■ DIRECTIONS FOR THIS TASK:
Take the data and return it in full. Change nothing.

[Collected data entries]
┄┄┄┄┄┄┄┄┄┄┄┄┄┄┄┄┄┄┄┄

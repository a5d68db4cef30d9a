//! Worker wire protocol
//!
//! Newline-delimited JSON over stdin/stdout: one complete JSON value per
//! line, the reader buffers partial lines until a newline arrives. Message
//! field names are fixed at the JSON boundary (camelCase); in-memory the
//! types are closed enums.

use serde::{Deserialize, Serialize};

use crate::error::{EmbedError, Result};

/// Parent → worker messages.
#[derive(Debug, Clone, Serialize, Deserialize, PartialEq)]
#[serde(tag = "type", rename_all = "snake_case")]
pub enum ParentMessage {
    Init {
        data: InitData,
    },
    EmbedBatch {
        #[serde(rename = "batchId")]
        batch_id: u64,
        data: EmbedBatchData,
    },
    EmbedBatchShared {
        #[serde(rename = "batchId")]
        batch_id: u64,
        data: EmbedBatchSharedData,
    },
    QueryMemory {
        #[serde(rename = "requestId")]
        request_id: u64,
    },
    Shutdown,
}

#[derive(Debug, Clone, Serialize, Deserialize, PartialEq)]
pub struct InitData {
    #[serde(rename = "processId")]
    pub process_id: usize,
}

#[derive(Debug, Clone, Serialize, Deserialize, PartialEq)]
#[serde(rename_all = "camelCase")]
pub struct EmbedBatchData {
    pub texts: Vec<String>,
    /// Milliseconds after which the worker should emit a timeout warning
    pub timeout_warning: u64,
}

#[derive(Debug, Clone, Serialize, Deserialize, PartialEq)]
#[serde(rename_all = "camelCase")]
pub struct EmbedBatchSharedData {
    pub texts: Vec<String>,
    /// Handle to the parent-allocated shared buffer
    pub shared_buffer_key: String,
    pub expected_results: usize,
    pub embed_dimension: usize,
    pub timeout_warning: u64,
}

/// Worker → parent messages.
#[derive(Debug, Clone, Serialize, Deserialize, PartialEq)]
#[serde(tag = "type", rename_all = "snake_case")]
pub enum WorkerMessage {
    InitComplete {
        success: bool,
        #[serde(default, skip_serializing_if = "Option::is_none")]
        error: Option<String>,
    },
    Progress {
        #[serde(rename = "batchId")]
        batch_id: u64,
        processed: usize,
        total: usize,
        progress: f64,
        #[serde(default, skip_serializing_if = "Option::is_none")]
        message: Option<String>,
    },
    TimeoutWarning {
        #[serde(rename = "batchId")]
        batch_id: u64,
        message: String,
    },
    EmbedComplete {
        #[serde(rename = "batchId")]
        batch_id: u64,
        success: bool,
        #[serde(default, skip_serializing_if = "Option::is_none")]
        embeddings: Option<Vec<Vec<f32>>>,
        #[serde(default, skip_serializing_if = "Option::is_none")]
        partial: Option<bool>,
        stats: EmbedStats,
    },
    SharedMemory {
        #[serde(rename = "batchId")]
        batch_id: u64,
        success: bool,
        #[serde(rename = "bufferKey")]
        buffer_key: String,
        #[serde(rename = "resultCount")]
        result_count: usize,
        #[serde(rename = "embedDimension")]
        embed_dimension: usize,
        stats: EmbedStats,
        #[serde(default, skip_serializing_if = "Option::is_none")]
        error: Option<String>,
    },
    MemoryResponse {
        #[serde(rename = "requestId")]
        request_id: u64,
        success: bool,
        #[serde(rename = "memoryUsage")]
        memory_usage: u64,
    },
    Error {
        error: String,
    },
}

/// Per-batch worker statistics.
#[derive(Debug, Clone, Copy, Default, Serialize, Deserialize, PartialEq)]
#[serde(rename_all = "camelCase")]
pub struct EmbedStats {
    pub duration_ms: u64,
    pub texts: usize,
}

// ============================================================================
// Framing
// ============================================================================

/// Encode a message as one newline-terminated JSON line.
pub fn encode_line<T: Serialize>(message: &T) -> Result<String> {
    let mut line = serde_json::to_string(message)?;
    line.push('\n');
    Ok(line)
}

/// Accumulates bytes and yields complete newline-terminated JSON values.
/// Partial lines stay buffered until their newline arrives.
#[derive(Debug, Default)]
pub struct LineDecoder {
    buffer: String,
}

impl LineDecoder {
    pub fn new() -> Self {
        Self::default()
    }

    /// Feed raw bytes; returns every complete message decoded from them.
    pub fn feed<T: for<'de> Deserialize<'de>>(&mut self, bytes: &[u8]) -> Result<Vec<T>> {
        self.buffer.push_str(&String::from_utf8_lossy(bytes));

        let mut messages = Vec::new();
        while let Some(pos) = self.buffer.find('\n') {
            let line: String = self.buffer.drain(..=pos).collect();
            let line = line.trim();
            if line.is_empty() {
                continue;
            }
            let message = serde_json::from_str(line)
                .map_err(|e| EmbedError::TransportParseError(format!("{}: {}", e, line)))?;
            messages.push(message);
        }
        Ok(messages)
    }
}

#[cfg(test)]
mod tests {
    use super::*;
    use pretty_assertions::assert_eq;

    #[test]
    fn test_parent_message_wire_shape() {
        let msg = ParentMessage::EmbedBatch {
            batch_id: 7,
            data: EmbedBatchData {
                texts: vec!["a".into()],
                timeout_warning: 84_000,
            },
        };
        let json: serde_json::Value =
            serde_json::from_str(encode_line(&msg).unwrap().trim()).unwrap();
        assert_eq!(json["type"], "embed_batch");
        assert_eq!(json["batchId"], 7);
        assert_eq!(json["data"]["timeoutWarning"], 84_000);
    }

    #[test]
    fn test_worker_message_roundtrip() {
        let msg = WorkerMessage::EmbedComplete {
            batch_id: 3,
            success: true,
            embeddings: Some(vec![vec![0.5, 0.25]]),
            partial: None,
            stats: EmbedStats {
                duration_ms: 12,
                texts: 1,
            },
        };
        let line = encode_line(&msg).unwrap();
        let mut decoder = LineDecoder::new();
        let decoded: Vec<WorkerMessage> = decoder.feed(line.as_bytes()).unwrap();
        assert_eq!(decoded, vec![msg]);
    }

    #[test]
    fn test_decoder_buffers_partial_lines() {
        let msg = WorkerMessage::Error {
            error: "boom".into(),
        };
        let line = encode_line(&msg).unwrap();
        let (head, tail) = line.split_at(10);

        let mut decoder = LineDecoder::new();
        let first: Vec<WorkerMessage> = decoder.feed(head.as_bytes()).unwrap();
        assert!(first.is_empty());
        let second: Vec<WorkerMessage> = decoder.feed(tail.as_bytes()).unwrap();
        assert_eq!(second.len(), 1);
    }

    #[test]
    fn test_decoder_multiple_messages_per_feed() {
        let a = encode_line(&WorkerMessage::Error { error: "a".into() }).unwrap();
        let b = encode_line(&WorkerMessage::Error { error: "b".into() }).unwrap();
        let mut decoder = LineDecoder::new();
        let decoded: Vec<WorkerMessage> = decoder.feed(format!("{}{}", a, b).as_bytes()).unwrap();
        assert_eq!(decoded.len(), 2);
    }

    #[test]
    fn test_decoder_rejects_garbage() {
        let mut decoder = LineDecoder::new();
        let result: Result<Vec<WorkerMessage>> = decoder.feed(b"not json\n");
        assert!(matches!(result, Err(EmbedError::TransportParseError(_))));
    }

    #[test]
    fn test_shutdown_wire_shape() {
        let json: serde_json::Value =
            serde_json::from_str(encode_line(&ParentMessage::Shutdown).unwrap().trim()).unwrap();
        assert_eq!(json["type"], "shutdown");
    }
}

┄┄┄┄┄┄┄┄┄┄┄┄┄┄┄┄┄┄┄┄

■ RESULT FOR THIS EXERCISE:
repository a5d68db4cef30d9a
//! Worker wire protocol
//!
//! Newline-delimited JSON over stdin/stdout: one complete JSON value per
//! line, the reader buffers partial lines until a newline arrives. Message
//! field names are fixed at the JSON boundary (camelCase); in-memory the
//! types are closed enums.

use serde::{Deserialize, Serialize};

use crate::error::{EmbedError, Result};

/// Parent → worker messages.
#[derive(Debug, Clone, Serialize, Deserialize, PartialEq)]
#[serde(tag = "type", rename_all = "snake_case")]
pub enum ParentMessage {
    Init {
        data: InitData,
    },
    EmbedBatch {
        #[serde(rename = "batchId")]
        batch_id: u64,
        data: EmbedBatchData,
    },
    EmbedBatchShared {
        #[serde(rename = "batchId")]
        batch_id: u64,
        data: EmbedBatchSharedData,
    },
    QueryMemory {
        #[serde(rename = "requestId")]
        request_id: u64,
    },
    Shutdown,
}

#[derive(Debug, Clone, Serialize, Deserialize, PartialEq)]
pub struct InitData {
    #[serde(rename = "processId")]
    pub process_id: usize,
}

#[derive(Debug, Clone, Serialize, Deserialize, PartialEq)]
#[serde(rename_all = "camelCase")]
pub struct EmbedBatchData {
    pub texts: Vec<String>,
    /// Milliseconds after which the worker should emit a timeout warning
    pub timeout_warning: u64,
}

#[derive(Debug, Clone, Serialize, Deserialize, PartialEq)]
#[serde(rename_all = "camelCase")]
pub struct EmbedBatchSharedData {
    pub texts: Vec<String>,
    /// Handle to the parent-allocated shared buffer
    pub shared_buffer_key: String,
    pub expected_results: usize,
    pub embed_dimension: usize,
    pub timeout_warning: u64,
}

/// Worker → parent messages.
#[derive(Debug, Clone, Serialize, Deserialize, PartialEq)]
#[serde(tag = "type", rename_all = "snake_case")]
pub enum WorkerMessage {
    InitComplete {
        success: bool,
        #[serde(default, skip_serializing_if = "Option::is_none")]
        error: Option<String>,
    },
    Progress {
        #[serde(rename = "batchId")]
        batch_id: u64,
        processed: usize,
        total: usize,
        progress: f64,
        #[serde(default, skip_serializing_if = "Option::is_none")]
        message: Option<String>,
    },
    TimeoutWarning {
        #[serde(rename = "batchId")]
        batch_id: u64,
        message: String,
    },
    EmbedComplete {
        #[serde(rename = "batchId")]
        batch_id: u64,
        success: bool,
        #[serde(default, skip_serializing_if = "Option::is_none")]
        embeddings: Option<Vec<Vec<f32>>>,
        #[serde(default, skip_serializing_if = "Option::is_none")]
        partial: Option<bool>,
        stats: EmbedStats,
    },
    SharedMemory {
        #[serde(rename = "batchId")]
        batch_id: u64,
        success: bool,
        #[serde(rename = "bufferKey")]
        buffer_key: String,
        #[serde(rename = "resultCount")]
        result_count: usize,
        #[serde(rename = "embedDimension")]
        embed_dimension: usize,
        stats: EmbedStats,
        #[serde(default, skip_serializing_if = "Option::is_none")]
        error: Option<String>,
    },
    MemoryResponse {
        #[serde(rename = "requestId")]
        request_id: u64,
        success: bool,
        #[serde(rename = "memoryUsage")]
        memory_usage: u64,
    },
    Error {
        error: String,
    },
}

/// Per-batch worker statistics.
#[derive(Debug, Clone, Copy, Default, Serialize, Deserialize, PartialEq)]
#[serde(rename_all = "camelCase")]
pub struct EmbedStats {
    pub duration_ms: u64,
    pub texts: usize,
}

// ============================================================================
// Framing
// ============================================================================

/// Encode a message as one newline-terminated JSON line.
pub fn encode_line<T: Serialize>(message: &T) -> Result<String> {
    let mut line = serde_json::to_string(message)?;
    line.push('\n');
    Ok(line)
}

/// Accumulates bytes and yields complete newline-terminated JSON values.
/// Partial lines stay buffered until their newline arrives.
#[derive(Debug, Default)]
pub struct LineDecoder {
    buffer: String,
}

impl LineDecoder {
    pub fn new() -> Self {
        Self::default()
    }

    /// Feed raw bytes; returns every complete message decoded from them.
    pub fn feed<T: for<'de> Deserialize<'de>>(&mut self, bytes: &[u8]) -> Result<Vec<T>> {
        self.buffer.push_str(&String::from_utf8_lossy(bytes));

        let mut messages = Vec::new();
        while let Some(pos) = self.buffer.find('\n') {
            let line: String = self.buffer.drain(..=pos).collect();
            let line = line.trim();
            if line.is_empty() {
                continue;
            }
            let message = serde_json::from_str(line)
                .map_err(|e| EmbedError::TransportParseError(format!("{}: {}", e, line)))?;
            messages.push(message);
        }
        Ok(messages)
    }
}

#[cfg(test)]
mod tests {
    use super::*;
    use pretty_assertions::assert_eq;

    #[test]
    fn test_parent_message_wire_shape() {
        let msg = ParentMessage::EmbedBatch {
            batch_id: 7,
            data: EmbedBatchData {
                texts: vec!["a".into()],
                timeout_warning: 84_000,
            },
        };
        let json: serde_json::Value =
            serde_json::from_str(encode_line(&msg).unwrap().trim()).unwrap();
        assert_eq!(json["type"], "embed_batch");
        assert_eq!(json["batchId"], 7);
        assert_eq!(json["data"]["timeoutWarning"], 84_000);
    }

    #[test]
    fn test_worker_message_roundtrip() {
        let msg = WorkerMessage::EmbedComplete {
            batch_id: 3,
            success: true,
            embeddings: Some(vec![vec![0.5, 0.25]]),
            partial: None,
            stats: EmbedStats {
                duration_ms: 12,
                texts: 1,
            },
        };
        let line = encode_line(&msg).unwrap();
        let mut decoder = LineDecoder::new();
        let decoded: Vec<WorkerMessage> = decoder.feed(line.as_bytes()).unwrap();
        assert_eq!(decoded, vec![msg]);
    }

    #[test]
    fn test_decoder_buffers_partial_lines() {
        let msg = WorkerMessage::Error {
            error: "boom".into(),
        };
        let line = encode_line(&msg).unwrap();
        let (head, tail) = line.split_at(10);

        let mut decoder = LineDecoder::new();
        let first: Vec<WorkerMessage> = decoder.feed(head.as_bytes()).unwrap();
        assert!(first.is_empty());
        let second: Vec<WorkerMessage> = decoder.feed(tail.as_bytes()).unwrap();
        assert_eq!(second.len(), 1);
    }

    #[test]
    fn test_decoder_multiple_messages_per_feed() {
        let a = encode_line(&WorkerMessage::Error { error: "a".into() }).unwrap();
        let b = encode_line(&WorkerMessage::Error { error: "b".into() }).unwrap();
        let mut decoder = LineDecoder::new();
        let decoded: Vec<WorkerMessage> = decoder.feed(format!("{}{}", a, b).as_bytes()).unwrap();
        assert_eq!(decoded.len(), 2);
    }

    #[test]
    fn test_decoder_rejects_garbage() {
        let mut decoder = LineDecoder::new();
        let result: Result<Vec<WorkerMessage>> = decoder.feed(b"not json\n");
        assert!(matches!(result, Err(EmbedError::TransportParseError(_))));
    }

    #[test]
    fn test_shutdown_wire_shape() {
        let json: serde_json::Value =
            serde_json::from_str(encode_line(&ParentMessage::Shutdown).unwrap().trim()).unwrap();
        assert_eq!(json["type"], "shutdown");
    }
}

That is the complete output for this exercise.